Pelvik taban değişiklikleri milattan 2000 yıl önce mısır yazıtlarında rahim sarkmasının tarifi ile ilk kez yapılmıştır. Bu kadar eski tarihi olan hastalığın nedeni son zamanlara kadar açıklanamamıştır. Geçen yüzyılın başında uterus bağlarının uterusa yaptığı desteğin anlaşılması ile fizyopatoloji hergün biraz daha aydınlanmıştır . İlk tanımlandığı andan itibaren genellikle kabul edilen pelvik taban değişiklikleri yaşlanmanın ve çocuk doğurmanın bir sonucu olduğudur.

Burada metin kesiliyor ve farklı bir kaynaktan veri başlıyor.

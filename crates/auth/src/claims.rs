use chrono::{DateTime, Utc};
use serde::{Deserialize, Serialize};
use thiserror::Error;

use jarvis_core::{TenantId, UserId};

use crate::Role;

/// JWT claims model.
///
/// Timestamps travel as the registered `iat`/`exp` numeric claims (seconds
/// since the epoch).
#[derive(Debug, Clone, PartialEq, Eq, Serialize, Deserialize)]
pub struct JwtClaims {
    /// Subject: the identity the token was issued to.
    pub sub: UserId,

    /// Tenant the identity belonged to at issuance.
    pub tenant_id: TenantId,

    /// Role at issuance. Authorization uses the live role from the directory.
    pub role: Role,

    #[serde(rename = "iat", with = "chrono::serde::ts_seconds")]
    pub issued_at: DateTime<Utc>,

    #[serde(rename = "exp", with = "chrono::serde::ts_seconds")]
    pub expires_at: DateTime<Utc>,
}

#[derive(Debug, Error, Clone, PartialEq, Eq)]
pub enum TokenValidationError {
    #[error("token has expired")]
    Expired,

    #[error("token not yet valid (issued_at is in the future)")]
    NotYetValid,

    #[error("invalid token time window (expires_at <= issued_at)")]
    InvalidTimeWindow,
}

/// Deterministically validate the time window of already-decoded claims.
///
/// A token is valid on `[issued_at, expires_at)`.
pub fn validate_claims(claims: &JwtClaims, now: DateTime<Utc>) -> Result<(), TokenValidationError> {
    if claims.expires_at <= claims.issued_at {
        return Err(TokenValidationError::InvalidTimeWindow);
    }
    if now < claims.issued_at {
        return Err(TokenValidationError::NotYetValid);
    }
    if now >= claims.expires_at {
        return Err(TokenValidationError::Expired);
    }
    Ok(())
}

#[cfg(test)]
mod tests {
    use chrono::{Duration, TimeZone};

    use super::*;

    fn claims(issued_at: DateTime<Utc>, ttl: Duration) -> JwtClaims {
        JwtClaims {
            sub: UserId::new(),
            tenant_id: TenantId::new(),
            role: Role::USER,
            issued_at,
            expires_at: issued_at + ttl,
        }
    }

    #[test]
    fn window_is_half_open() {
        let t0 = Utc.timestamp_opt(1_700_000_000, 0).unwrap();
        let c = claims(t0, Duration::seconds(60));

        assert_eq!(validate_claims(&c, t0), Ok(()));
        assert_eq!(validate_claims(&c, t0 + Duration::seconds(59)), Ok(()));
        assert_eq!(
            validate_claims(&c, t0 + Duration::seconds(60)),
            Err(TokenValidationError::Expired)
        );
        assert_eq!(
            validate_claims(&c, t0 - Duration::seconds(1)),
            Err(TokenValidationError::NotYetValid)
        );
    }

    #[test]
    fn inverted_window_is_rejected() {
        let t0 = Utc.timestamp_opt(1_700_000_000, 0).unwrap();
        let c = claims(t0, Duration::seconds(-5));
        assert_eq!(validate_claims(&c, t0), Err(TokenValidationError::InvalidTimeWindow));
    }

    #[test]
    fn timestamps_serialize_as_registered_claims() {
        let t0 = Utc.timestamp_opt(1_700_000_000, 0).unwrap();
        let c = claims(t0, Duration::hours(24));
        let json = serde_json::to_value(&c).unwrap();

        assert_eq!(json["iat"], 1_700_000_000);
        assert_eq!(json["exp"], 1_700_086_400);
        assert_eq!(json["role"], "user");
    }
}
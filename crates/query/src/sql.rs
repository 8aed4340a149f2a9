//! Parameterized Postgres rendering.
//!
//! Structural positions (table, column, direction) are only ever filled from
//! `&'static str` column sets; everything else is a `$n` placeholder.

use chrono::{DateTime, Utc};

use jarvis_core::{EntityId, TenantContext};

use crate::{ColumnSet, ListQuery, Predicate, SqlValue};

#[derive(Debug, Clone, PartialEq)]
pub struct Statement {
    pub sql: String,
    pub params: Vec<SqlValue>,
}

#[derive(Default)]
struct Params(Vec<SqlValue>);

impl Params {
    fn push(&mut self, value: impl Into<SqlValue>) -> String {
        self.0.push(value.into());
        format!("${}", self.0.len())
    }

    fn finish(self, sql: String) -> Statement {
        Statement { sql, params: self.0 }
    }
}

/// Escape LIKE metacharacters so a search term matches literally.
fn like_pattern(term: &str) -> String {
    let mut out = String::with_capacity(term.len() + 2);
    out.push('%');
    for c in term.chars() {
        if matches!(c, '\\' | '%' | '_') {
            out.push('\\');
        }
        out.push(c);
    }
    out.push('%');
    out
}

impl ListQuery {
    fn where_clause(&self, params: &mut Params) -> String {
        let mut clauses = vec![
            format!("tenant_id = {}", params.push(self.tenant_id)),
            "deleted_at IS NULL".to_string(),
        ];

        for predicate in &self.predicates {
            let clause = match predicate {
                Predicate::Search { columns, term } => {
                    let p = params.push(like_pattern(term));
                    let ors: Vec<String> = columns.iter().map(|c| format!("{c} ILIKE {p}")).collect();
                    format!("({})", ors.join(" OR "))
                }
                Predicate::Eq { column, value } => format!("{column} = {}", params.push(value.clone())),
                Predicate::Overlaps { column, values } => {
                    format!("{column} && {}", params.push(values.clone()))
                }
                Predicate::Cmp { column, op, value } => {
                    format!("{column} {} {}", op.as_sql(), params.push(value.clone()))
                }
            };
            clauses.push(clause);
        }

        clauses.join(" AND ")
    }

    /// `SELECT *` for the current page.
    pub fn select_sql(&self) -> Statement {
        let mut params = Params::default();
        let filter = self.where_clause(&mut params);
        let limit = params.push(self.page.limit);
        let offset = params.push(self.page.offset);
        let sql = format!(
            "SELECT * FROM {table} WHERE {filter} ORDER BY {col} {dir} NULLS LAST, id ASC LIMIT {limit} OFFSET {offset}",
            table = self.columns.table,
            col = self.order_by,
            dir = self.order.as_sql(),
        );
        params.finish(sql)
    }

    /// Count of every row the filter matches, ignoring pagination.
    pub fn count_sql(&self) -> Statement {
        let mut params = Params::default();
        let filter = self.where_clause(&mut params);
        let sql = format!("SELECT COUNT(*) FROM {} WHERE {filter}", self.columns.table);
        params.finish(sql)
    }
}

fn scoped_id(params: &mut Params, ctx: &TenantContext, id: EntityId) -> String {
    let id = params.push(id);
    let tenant = params.push(ctx.tenant_id());
    format!("id = {id} AND tenant_id = {tenant} AND deleted_at IS NULL")
}

pub fn find_by_id_sql(columns: &ColumnSet, ctx: &TenantContext, id: EntityId) -> Statement {
    let mut params = Params::default();
    let filter = scoped_id(&mut params, ctx, id);
    params.finish(format!("SELECT * FROM {} WHERE {filter}", columns.table))
}

pub fn exists_sql(columns: &ColumnSet, ctx: &TenantContext, id: EntityId) -> Statement {
    let mut params = Params::default();
    let filter = scoped_id(&mut params, ctx, id);
    params.finish(format!("SELECT EXISTS (SELECT 1 FROM {} WHERE {filter})", columns.table))
}

/// `INSERT` whose `tenant_id` always comes from the context.
pub fn insert_sql(
    columns: &ColumnSet,
    ctx: &TenantContext,
    id: EntityId,
    values: Vec<(&'static str, SqlValue)>,
) -> Statement {
    let mut params = Params::default();
    let mut names = vec!["id", "tenant_id"];
    let mut slots = vec![params.push(id), params.push(ctx.tenant_id())];
    for (name, value) in values {
        if name == "id" || name == "tenant_id" {
            continue;
        }
        names.push(name);
        slots.push(params.push(value));
    }
    let sql = format!(
        "INSERT INTO {} ({}) VALUES ({}) RETURNING *",
        columns.table,
        names.join(", "),
        slots.join(", ")
    );
    params.finish(sql)
}

/// `None` when `changes` is empty.
pub fn update_sql(
    columns: &ColumnSet,
    ctx: &TenantContext,
    id: EntityId,
    changes: Vec<(&'static str, SqlValue)>,
    now: DateTime<Utc>,
) -> Option<Statement> {
    if changes.is_empty() {
        return None;
    }
    let mut params = Params::default();
    let mut sets: Vec<String> = changes
        .into_iter()
        .filter(|(name, _)| !matches!(*name, "id" | "tenant_id" | "deleted_at"))
        .map(|(name, value)| format!("{name} = {}", params.push(value)))
        .collect();
    if sets.is_empty() {
        return None;
    }
    sets.push(format!("updated_at = {}", params.push(now)));
    let filter = scoped_id(&mut params, ctx, id);
    let sql = format!(
        "UPDATE {} SET {} WHERE {filter} RETURNING *",
        columns.table,
        sets.join(", ")
    );
    Some(params.finish(sql))
}

/// Stamps `deleted_at` on a live row; an already deleted row is untouched.
pub fn soft_delete_sql(columns: &ColumnSet, ctx: &TenantContext, id: EntityId, at: DateTime<Utc>) -> Statement {
    let mut params = Params::default();
    let stamp = params.push(at);
    let filter = scoped_id(&mut params, ctx, id);
    params.finish(format!(
        "UPDATE {} SET deleted_at = {stamp} WHERE {filter} RETURNING *",
        columns.table
    ))
}

#[cfg(test)]
mod tests {
    use jarvis_core::TenantId;

    use super::*;
    use crate::{CmpOp, FilterBuilder, SortOrder};

    static CLIENTS: ColumnSet = ColumnSet {
        table: "clients",
        search: &["name", "document", "email"],
        sortable: &["name", "created_at", "updated_at", "rating"],
        default_sort: "created_at",
        default_order: SortOrder::Desc,
        unique: &["document"],
    };

    #[test]
    fn bare_list_is_scoped_to_tenant_and_live_rows() {
        let ctx = TenantContext::new(TenantId::new());
        let stmt = FilterBuilder::new(&ctx, &CLIENTS).build().select_sql();

        assert_eq!(
            stmt.sql,
            "SELECT * FROM clients WHERE tenant_id = $1 AND deleted_at IS NULL \
             ORDER BY created_at DESC NULLS LAST, id ASC LIMIT $2 OFFSET $3"
        );
        assert_eq!(
            stmt.params,
            vec![SqlValue::from(ctx.tenant_id()), SqlValue::Int(Some(50)), SqlValue::Int(Some(0))]
        );
    }

    #[test]
    fn filters_are_bound_positionally() {
        let ctx = TenantContext::new(TenantId::new());
        let q = FilterBuilder::new(&ctx, &CLIENTS)
            .search(Some("50%_off"))
            .eq("type", Some("PJ"))
            .overlaps("tags", &["vip".to_string()])
            .cmp("rating", CmpOp::Gte, Some(3_i64))
            .order(Some("name"), Some("asc"))
            .page(Some(10), Some(20))
            .build();

        let stmt = q.select_sql();
        assert_eq!(
            stmt.sql,
            "SELECT * FROM clients WHERE tenant_id = $1 AND deleted_at IS NULL \
             AND (name ILIKE $2 OR document ILIKE $2 OR email ILIKE $2) \
             AND type = $3 AND tags && $4 AND rating >= $5 \
             ORDER BY name ASC NULLS LAST, id ASC LIMIT $6 OFFSET $7"
        );
        assert_eq!(stmt.params[1], SqlValue::text("%50\\%\\_off%"));
        assert_eq!(stmt.params[3], SqlValue::TextArray(vec!["vip".into()]));

        let count = q.count_sql();
        assert!(count.sql.starts_with("SELECT COUNT(*) FROM clients WHERE tenant_id = $1"));
        assert_eq!(count.params.len(), 5);
    }

    #[test]
    fn hostile_order_by_never_reaches_the_statement() {
        let ctx = TenantContext::new(TenantId::new());
        let stmt = FilterBuilder::new(&ctx, &CLIENTS)
            .order(Some("name; DROP TABLE clients; --"), Some("desc; --"))
            .build()
            .select_sql();

        assert!(!stmt.sql.contains("DROP"));
        assert!(stmt.sql.contains("ORDER BY created_at DESC"));
    }

    #[test]
    fn single_row_statements_carry_the_tenant() {
        let ctx = TenantContext::new(TenantId::new());
        let id = EntityId::new();

        let find = find_by_id_sql(&CLIENTS, &ctx, id);
        assert_eq!(
            find.sql,
            "SELECT * FROM clients WHERE id = $1 AND tenant_id = $2 AND deleted_at IS NULL"
        );
        assert_eq!(find.params, vec![SqlValue::from(id), SqlValue::from(ctx.tenant_id())]);

        let delete = soft_delete_sql(&CLIENTS, &ctx, id, Utc::now());
        assert!(delete.sql.contains("WHERE id = $2 AND tenant_id = $3 AND deleted_at IS NULL"));
    }

    #[test]
    fn insert_ignores_caller_supplied_tenant() {
        let ctx = TenantContext::new(TenantId::new());
        let other = TenantId::new();
        let stmt = insert_sql(
            &CLIENTS,
            &ctx,
            EntityId::new(),
            vec![("tenant_id", other.into()), ("name", SqlValue::text("Ana"))],
        );

        assert_eq!(
            stmt.sql,
            "INSERT INTO clients (id, tenant_id, name) VALUES ($1, $2, $3) RETURNING *"
        );
        assert_eq!(stmt.params[1], SqlValue::from(ctx.tenant_id()));
    }

    #[test]
    fn empty_update_renders_nothing() {
        let ctx = TenantContext::new(TenantId::new());
        assert!(update_sql(&CLIENTS, &ctx, EntityId::new(), vec![], Utc::now()).is_none());

        let stmt = update_sql(
            &CLIENTS,
            &ctx,
            EntityId::new(),
            vec![("name", SqlValue::text("Bia"))],
            Utc::now(),
        )
        .expect("statement");
        assert_eq!(
            stmt.sql,
            "UPDATE clients SET name = $1, updated_at = $2 \
             WHERE id = $3 AND tenant_id = $4 AND deleted_at IS NULL RETURNING *"
        );
    }
}
//! Request DTOs and extractors that report failures as JSON errors.

use axum::async_trait;
use axum::extract::rejection::{JsonRejection, QueryRejection};
use axum::extract::{FromRequest, FromRequestParts, Query, Request};
use axum::http::request::Parts;
use axum::Json;
use serde::Deserialize;
use serde_json::Value as JsonValue;

use jarvis_auth::Role;
use jarvis_core::{EntityId, EntityType, UserId};
use jarvis_followups::agenda;
use jarvis_query::Pagination;

use super::errors::ApiError;

/// JSON body; a malformed body is a 400 `validation_error`.
pub struct Body<T>(pub T);

#[async_trait]
impl<T, S> FromRequest<S> for Body<T>
where
    Json<T>: FromRequest<S, Rejection = JsonRejection>,
    S: Send + Sync,
{
    type Rejection = ApiError;

    async fn from_request(req: Request, state: &S) -> Result<Self, Self::Rejection> {
        let Json(value) = Json::<T>::from_request(req, state)
            .await
            .map_err(|e| ApiError::bad_request(e.body_text()))?;
        Ok(Body(value))
    }
}

/// Query string; unknown keys are ignored, malformed values are a 400.
pub struct Params<T>(pub T);

#[async_trait]
impl<T, S> FromRequestParts<S> for Params<T>
where
    Query<T>: FromRequestParts<S, Rejection = QueryRejection>,
    S: Send + Sync,
{
    type Rejection = ApiError;

    async fn from_request_parts(parts: &mut Parts, state: &S) -> Result<Self, Self::Rejection> {
        let Query(value) = Query::<T>::from_request_parts(parts, state)
            .await
            .map_err(|e| ApiError::bad_request(e.body_text()))?;
        Ok(Params(value))
    }
}

pub fn parse_entity_id(raw: &str) -> Result<EntityId, ApiError> {
    raw.parse().map_err(|_| ApiError::bad_request("invalid id"))
}

pub fn parse_user_id(raw: &str) -> Result<UserId, ApiError> {
    raw.parse().map_err(|_| ApiError::bad_request("invalid user id"))
}

pub fn parse_entity_type(raw: &str) -> Result<EntityType, ApiError> {
    raw.parse().map_err(|_| ApiError::bad_request("unknown entity type"))
}

#[derive(Debug, Default, Deserialize)]
pub struct PageQuery {
    pub limit: Option<i64>,
    pub offset: Option<i64>,
}

impl PageQuery {
    pub fn pagination(&self) -> Pagination {
        Pagination::new(self.limit, self.offset)
    }
}

#[derive(Debug, Default, Deserialize)]
pub struct RecentQuery {
    pub limit: Option<i64>,
    pub user_id: Option<UserId>,
}

#[derive(Debug, Default, Deserialize)]
pub struct AgendaQuery {
    pub assigned_to: Option<UserId>,
    pub limit: Option<i64>,
    pub offset: Option<i64>,
}

impl AgendaQuery {
    pub fn pagination(&self) -> Pagination {
        agenda::agenda_page(self.limit, self.offset)
    }
}

#[derive(Debug, Deserialize)]
pub struct BulkClientsRequest {
    pub clients: Vec<JsonValue>,
}

#[derive(Debug, Default, Deserialize)]
pub struct CompleteRequest {
    #[serde(default)]
    pub result: Option<String>,
}

#[derive(Debug, Deserialize)]
pub struct RoleRequest {
    pub role: Role,
}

Toplumlardaki artan yaşam süresi beraberinde yaşlı kadın oranının hızla artmasına yol açmakta, bu durumsa yaşam boyunca oluşan pelvik taban değişikliklerinin yol açtığı pelvik taban fonksiyon bozukluğu korunma ve tedavisini zorunlu hale getirmektedir. Pelvik taban değişikliklerine bağlı olarak görülen pelvik taban fonksiyon bozukluğu yetişkin nufusunun yarısını oluşturan kadınların önemli bir sağlık problemidir
Pelvik taban fonksiyon bozukluğu geniş bir klinik spekturumu içeren bir terimdir. Bu spekturumun içerisinde ağırlıklı olarak ön kompartman (mesane) ve arka kompartman(bağırsak) şikayetleri vardır. Ön kompartman bozukluklarının en sık iki bulgusu idrar kaçırma ve organ sarkmasıdır. Arka kompartman bozuklukları ise kolorektal fonksiyonlarla ilgilidir. Bu kolorektal fonksiyon bozuklukları sıklıkla gaz gaita kaçırma ve dışkılama problemleridir. Yaşamı tehdit eden bir sorun olmamasına karşın çoğu kez bu durumun varlığı kişini yaşam kalitesini bozup onu zor duruma sokar. Sonuçta tedavi edilmezse sosyal izolasyon seksüel baskılanma gibi durumlara yol açabilir. Toplumdaki yaşlı kadın oranının hızla artması pelvik taban fonksiyon bozukluğundan korunma ve tedavisini zorunlu hale getirmektedir. Bunun gerçekleştirilmesi için problemin çok iyi anlaşılması gerekir.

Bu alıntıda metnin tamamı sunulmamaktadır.